The moment of epic fail hilarity with hashes
Just had an epic moment wrt how to fail at kinda-basic math, which seem to be quite representative of how people fail wrt homebrew crypto code (and what everyone and their mom warn against).
So, anyhow, on a d3 vis, I wanted to get a pseudorandom colors for text blobs, but with reasonably same luminosity on HSL scale (Hue - Saturation - Luminosity/Lightness/Level), so that changing opacity on light/dark bg can be seen clearly as a change of L in the resulting color.
There are text items like (literally, in this example) "thing1", "thing2", "thing3" - these should have all distinct and constant colors, ideally.
So how do you pick H and S components in HSL from a text tag? Just use hash, right?
Didn't want much bias wrt which range of colors get picked, so there are these test results - link1, link2 - wrt how these functions work, e.g. performance and distribution of output values over uint32 range.

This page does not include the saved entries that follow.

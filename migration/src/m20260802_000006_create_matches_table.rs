use sea_orm_migration::{prelude::*, schema::*};

use super::{
    m20260801_000003_create_season_table::Season, m20260801_000004_create_team_table::Team,
};

#[derive(DeriveMigrationName)]
pub struct Migration;

#[async_trait::async_trait]
impl MigrationTrait for Migration {
    async fn up(&self, manager: &SchemaManager) -> Result<(), DbErr> {
        manager
            .create_table(
                Table::create()
                    .table(Matches::Table)
                    .if_not_exists()
                    .col(pk_auto(Matches::Id))
                    .col(integer(Matches::SeasonId))
                    .col(integer(Matches::HomeTeamId))
                    .col(integer(Matches::AwayTeamId))
                    .col(integer_null(Matches::HomeScore))
                    .col(integer_null(Matches::AwayScore))
                    .col(string(Matches::Status).default("scheduled"))
                    .col(boolean(Matches::Overtime).default(false))
                    .col(timestamp(Matches::ScheduledAt))
                    .col(
                        timestamp(Matches::CreatedAt)
                            .default(Expr::current_timestamp())
                            .not_null(),
                    )
                    .foreign_key(
                        ForeignKey::create()
                            .name("fk_matches_season_id")
                            .from(Matches::Table, Matches::SeasonId)
                            .to(Season::Table, Season::Id)
                            .on_delete(ForeignKeyAction::Cascade)
                            .on_update(ForeignKeyAction::Cascade),
                    )
                    .foreign_key(
                        ForeignKey::create()
                            .name("fk_matches_home_team_id")
                            .from(Matches::Table, Matches::HomeTeamId)
                            .to(Team::Table, Team::Id)
                            .on_delete(ForeignKeyAction::Cascade)
                            .on_update(ForeignKeyAction::Cascade),
                    )
                    .foreign_key(
                        ForeignKey::create()
                            .name("fk_matches_away_team_id")
                            .from(Matches::Table, Matches::AwayTeamId)
                            .to(Team::Table, Team::Id)
                            .on_delete(ForeignKeyAction::Cascade)
                            .on_update(ForeignKeyAction::Cascade),
                    )
                    .to_owned(),
            )
            .await
    }

    async fn down(&self, manager: &SchemaManager) -> Result<(), DbErr> {
        manager
            .drop_table(Table::drop().table(Matches::Table).to_owned())
            .await
    }
}

#[derive(DeriveIden)]
pub enum Matches {
    Table,
    Id,
    SeasonId,
    HomeTeamId,
    AwayTeamId,
    HomeScore,
    AwayScore,
    Status,
    Overtime,
    ScheduledAt,
    CreatedAt,
}
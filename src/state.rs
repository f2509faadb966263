//! Application state shared across all request handlers.
//!
//! This module defines the `AppState` struct which holds all shared resources
//! and dependencies needed by the application. The state is initialized once
//! during startup and then cloned for each request handler through Axum's
//! state extraction.

use sea_orm::DatabaseConnection;

use crate::{domain::standings::StandingsConfig, service::admin::code::AdminCodeService};

/// Application state containing shared resources and dependencies.
///
/// All fields use cheap-to-clone types:
/// - `DatabaseConnection` is a connection pool (clones share the pool)
/// - `AdminCodeService` uses `Arc` for shared state
/// - `StandingsConfig` is `Copy`
/// - `String` is cloned when needed
#[derive(Clone)]
pub struct AppState {
    /// Database connection pool for accessing persistent storage.
    pub db: DatabaseConnection,

    /// Service for managing temporary admin bootstrap codes.
    ///
    /// Used to generate and validate one-time codes that allow the first
    /// user to gain admin access when no admin users exist in the database.
    pub admin_code_service: AdminCodeService,

    /// Deployment-level standings configuration (win value, tie policy).
    pub standings: StandingsConfig,

    /// Application base URL for generating links.
    pub app_url: String,
}

impl AppState {
    /// Creates a new application state with the provided dependencies.
    ///
    /// Called once during server startup after all dependencies have been
    /// initialized; the resulting state is provided to the Axum router for
    /// use in request handlers.
    pub fn new(
        db: DatabaseConnection,
        admin_code_service: AdminCodeService,
        standings: StandingsConfig,
        app_url: String,
    ) -> Self {
        Self {
            db,
            admin_code_service,
            standings,
            app_url,
        }
    }
}
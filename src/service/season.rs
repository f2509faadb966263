use sea_orm::DatabaseConnection;

use crate::{
    data::season::SeasonRepository,
    error::AppError,
    model::season::{CreateSeasonParams, Season},
};

pub struct SeasonService<'a> {
    db: &'a DatabaseConnection,
}

impl<'a> SeasonService<'a> {
    pub fn new(db: &'a DatabaseConnection) -> Self {
        Self { db }
    }

    /// Creates a new season.
    pub async fn create(&self, params: CreateSeasonParams) -> Result<Season, AppError> {
        if params.name.trim().is_empty() {
            return Err(AppError::BadRequest(
                "Season name cannot be empty".to_string(),
            ));
        }

        let season = SeasonRepository::new(self.db).create(params).await?;

        Ok(Season::from_entity(season))
    }

    /// Lists all seasons, newest first.
    pub async fn list(&self) -> Result<Vec<Season>, AppError> {
        let seasons = SeasonRepository::new(self.db).get_all().await?;

        Ok(seasons.into_iter().map(Season::from_entity).collect())
    }
}
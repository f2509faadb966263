mod config;
mod controller;
mod data;
mod domain;
mod dto;
mod error;
mod middleware;
mod model;
mod router;
mod scheduler;
mod service;
mod startup;
mod state;

use std::net::SocketAddr;

use tracing_subscriber::EnvFilter;

use crate::{
    config::Config, error::AppError, service::admin::code::AdminCodeService, state::AppState,
};

#[tokio::main]
async fn main() -> Result<(), AppError> {
    dotenvy::dotenv().ok();

    tracing_subscriber::fmt()
        .with_env_filter(EnvFilter::try_from_default_env().unwrap_or_else(|_| EnvFilter::new("info")))
        .init();

    let config = Config::from_env()?;

    let db = startup::connect_to_database(&config).await?;
    let session_layer = startup::connect_to_session(&db).await?;

    let admin_code_service = AdminCodeService::new();

    tracing::info!("Starting server");

    // Issue a one-time admin login link if this is a fresh deployment
    startup::check_for_admin(&db, &config, &admin_code_service).await?;

    // Start the bid settlement scheduler in a separate task
    let scheduler_db = db.clone();
    tokio::spawn(async move {
        if let Err(e) = scheduler::bid_settlement::start_scheduler(scheduler_db).await {
            tracing::error!("Bid settlement scheduler error: {}", e);
        }
    });

    let app = router::router()?
        .with_state(AppState::new(
            db,
            admin_code_service,
            config.standings,
            config.app_url.clone(),
        ))
        .layer(session_layer);

    let listener = tokio::net::TcpListener::bind(&config.bind_addr).await?;
    tracing::info!("Listening on {}", config.bind_addr);

    axum::serve(
        listener,
        app.into_make_service_with_connect_info::<SocketAddr>(),
    )
    .await?;

    Ok(())
}
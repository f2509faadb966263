use crate::domain::standings::ConferenceRef;

/// Builds the standings-engine conference reference from an entity row.
pub fn conference_ref(entity: &entity::conference::Model) -> ConferenceRef {
    ConferenceRef {
        id: entity.id,
        name: entity.name.clone(),
        color: entity.color.clone(),
    }
}
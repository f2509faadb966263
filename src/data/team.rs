use chrono::Utc;
use sea_orm::{
    sea_query::Expr, ActiveModelTrait, ActiveValue, ColumnTrait, ConnectionTrait, DbErr,
    EntityTrait, ExprTrait, PaginatorTrait, QueryFilter, QueryOrder,
};

use crate::model::team::{CreateTeamParams, UpdateTeamParams};

pub struct TeamRepository<'a, C: ConnectionTrait> {
    db: &'a C,
}

impl<'a, C: ConnectionTrait> TeamRepository<'a, C> {
    pub fn new(db: &'a C) -> Self {
        Self { db }
    }

    /// Creates a new team.
    ///
    /// # Arguments
    /// - `params`: Team name, optional logo/conference, and starting budget
    ///
    /// # Returns
    /// - `Ok(Model)`: The created team
    /// - `Err(DbErr)`: Database error
    pub async fn create(&self, params: CreateTeamParams) -> Result<entity::team::Model, DbErr> {
        entity::team::ActiveModel {
            name: ActiveValue::Set(params.name),
            logo_url: ActiveValue::Set(params.logo_url),
            conference_id: ActiveValue::Set(params.conference_id),
            budget: ActiveValue::Set(params.budget),
            created_at: ActiveValue::Set(Utc::now()),
            ..Default::default()
        }
        .insert(self.db)
        .await
    }

    /// Gets a team by ID.
    ///
    /// # Returns
    /// - `Ok(Some(Model))`: Team found
    /// - `Ok(None)`: Team not found
    /// - `Err(DbErr)`: Database error
    pub async fn get_by_id(&self, id: i32) -> Result<Option<entity::team::Model>, DbErr> {
        entity::prelude::Team::find_by_id(id).one(self.db).await
    }

    /// Gets every team together with its conference, ordered by id.
    ///
    /// This is the standings computation input: one row per team, with the
    /// conference row joined in when the team has one.
    pub async fn get_all_with_conferences(
        &self,
    ) -> Result<Vec<(entity::team::Model, Option<entity::conference::Model>)>, DbErr> {
        entity::prelude::Team::find()
            .find_also_related(entity::prelude::Conference)
            .order_by_asc(entity::team::Column::Id)
            .all(self.db)
            .await
    }

    /// Gets paginated teams ordered by name.
    ///
    /// # Arguments
    /// - `page`: Page number (0-indexed)
    /// - `per_page`: Number of items per page
    ///
    /// # Returns
    /// - `Ok((teams, total))`: Vector of teams and total count
    /// - `Err(DbErr)`: Database error
    pub async fn get_paginated(
        &self,
        page: u64,
        per_page: u64,
    ) -> Result<(Vec<entity::team::Model>, u64), DbErr> {
        let paginator = entity::prelude::Team::find()
            .order_by_asc(entity::team::Column::Name)
            .paginate(self.db, per_page);

        let total = paginator.num_items().await?;
        let teams = paginator.fetch_page(page).await?;

        Ok((teams, total))
    }

    /// Updates a team.
    ///
    /// # Arguments
    /// - `params`: Team id plus the fields to change; `None` fields are left
    ///   untouched
    ///
    /// # Returns
    /// - `Ok(Model)`: The updated team
    /// - `Err(DbErr)`: Team not found or database error
    pub async fn update(&self, params: UpdateTeamParams) -> Result<entity::team::Model, DbErr> {
        let team = entity::prelude::Team::find_by_id(params.id)
            .one(self.db)
            .await?
            .ok_or(DbErr::RecordNotFound(format!(
                "Team {} not found",
                params.id
            )))?;

        let mut active_model: entity::team::ActiveModel = team.into();

        if let Some(name) = params.name {
            active_model.name = ActiveValue::Set(name);
        }
        if let Some(logo_url) = params.logo_url {
            active_model.logo_url = ActiveValue::Set(logo_url);
        }
        if let Some(conference_id) = params.conference_id {
            active_model.conference_id = ActiveValue::Set(conference_id);
        }
        if let Some(budget) = params.budget {
            active_model.budget = ActiveValue::Set(budget);
        }

        active_model.update(self.db).await
    }

    /// Deletes a team by ID.
    pub async fn delete(&self, id: i32) -> Result<(), DbErr> {
        entity::prelude::Team::delete_by_id(id).exec(self.db).await?;
        Ok(())
    }

    /// Deducts an amount from a team's budget if the budget covers it.
    ///
    /// The deduction is a single conditional update, so two concurrent
    /// charges can never overdraw the budget.
    ///
    /// # Returns
    /// - `Ok(1)`: Budget charged
    /// - `Ok(0)`: Team missing or budget insufficient
    /// - `Err(DbErr)`: Database error
    pub async fn charge_budget(&self, team_id: i32, amount: i64) -> Result<u64, DbErr> {
        let result = entity::prelude::Team::update_many()
            .col_expr(
                entity::team::Column::Budget,
                Expr::col(entity::team::Column::Budget).sub(amount),
            )
            .filter(entity::team::Column::Id.eq(team_id))
            .filter(entity::team::Column::Budget.gte(amount))
            .exec(self.db)
            .await?;

        Ok(result.rows_affected)
    }
}
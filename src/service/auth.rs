//! Authentication service.
//!
//! Logins are session-based. The only credential the application itself
//! understands is the one-time admin bootstrap code issued at startup on a
//! fresh deployment; day-to-day identity is expected to be established by
//! whatever sits in front of the API and is out of scope here.

use sea_orm::DatabaseConnection;

use crate::{
    data::user::UserRepository,
    domain::role::Role,
    error::{auth::AuthError, AppError},
    model::user::{UpsertUserParam, User},
    service::admin::code::AdminCodeService,
};

/// Name given to the user created through the bootstrap code.
const BOOTSTRAP_ADMIN_NAME: &str = "admin";

pub struct AuthService<'a> {
    db: &'a DatabaseConnection,
    admin_codes: &'a AdminCodeService,
}

impl<'a> AuthService<'a> {
    pub fn new(db: &'a DatabaseConnection, admin_codes: &'a AdminCodeService) -> Self {
        Self { db, admin_codes }
    }

    /// Redeems an admin bootstrap code and returns the admin user to log in.
    ///
    /// Creates the admin user on first redemption; a later redemption (after
    /// a fresh code was issued) just re-authenticates it.
    ///
    /// # Returns
    /// - `Ok(User)`: The admin user for the new session
    /// - `Err(AuthError::InvalidBootstrapCode)`: Missing, expired, or wrong code
    pub async fn login_with_code(&self, code: &str) -> Result<User, AppError> {
        if !self.admin_codes.redeem(code).await {
            return Err(AuthError::InvalidBootstrapCode.into());
        }

        let user = UserRepository::new(self.db)
            .upsert(UpsertUserParam {
                name: BOOTSTRAP_ADMIN_NAME.to_string(),
                role: Some(Role::Admin),
            })
            .await?;

        User::from_entity(user)
            .map_err(|err| AppError::InternalError(format!("Admin user failed to parse: {err}")))
    }
}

Picked random "ok" one - Ly hash, with fairly even output distribution, implemented as this:
hashLy_max = 4294967296 # uint32
hashLy = (str, seed=0) ->
for n in [0..(str.length-1)]
c = str.charCodeAt(n)
while c > 0
seed = ((seed * 1664525) + (c & 0xff) + 1013904223) % hashLy_max
c >>= 8
seed
c >>= 8 line and internal loop here because JS has unicode strings, so it's a trivial (non-standard) encoding.
But given any "thing1" string, I need two 0-255 values: H and S, not one 0-(2^32-1). So let's map output to a 0-255 range and just call it twice:
hashLy_chain = (str, count=2, max=255) ->
[hash, hashes] = [0, []]
scale = d3.scale.linear()
.range([0, max]).domain([0, hashLy_max])
for n in [1..count]
hash = hashLy(str, hash)
hashes.push(scale(hash))
hashes
Getting the values from this func, noticed that they look kinda non-random at all, which is not what I came to expect from hash functions, quite used to dealing crypto hashes, which are really easy to get in any lang but JS.
So, sure, given that I'm playing around with d3 anyway, let's just plot the outputs:
"Wat?... Oh, right, makes sense."
It's meant for hash tables, where seq-in/seq-out is fine, and the results in "chain(3)[0]" and "chain(3)[1]" calls are so close on 0-255 that they map to the same int value.
Plus, of course, the results are anything but "random-looking", even for non-sequential strings of d3.scale.category20() range.
Lession learned - know what you're dealing with, be super-careful rolling your own math from primitives you don't really understand, stop and think about wth you're doing for a second - don't just rely on "intuition" (associated with e.g. "hash" word).
Now I totally get how people start with AES and SHA1 funcs, mix them into their own crypto protocol and somehow get something analogous to ROT13 (or even double-ROT13, for extra hilarity) as a result.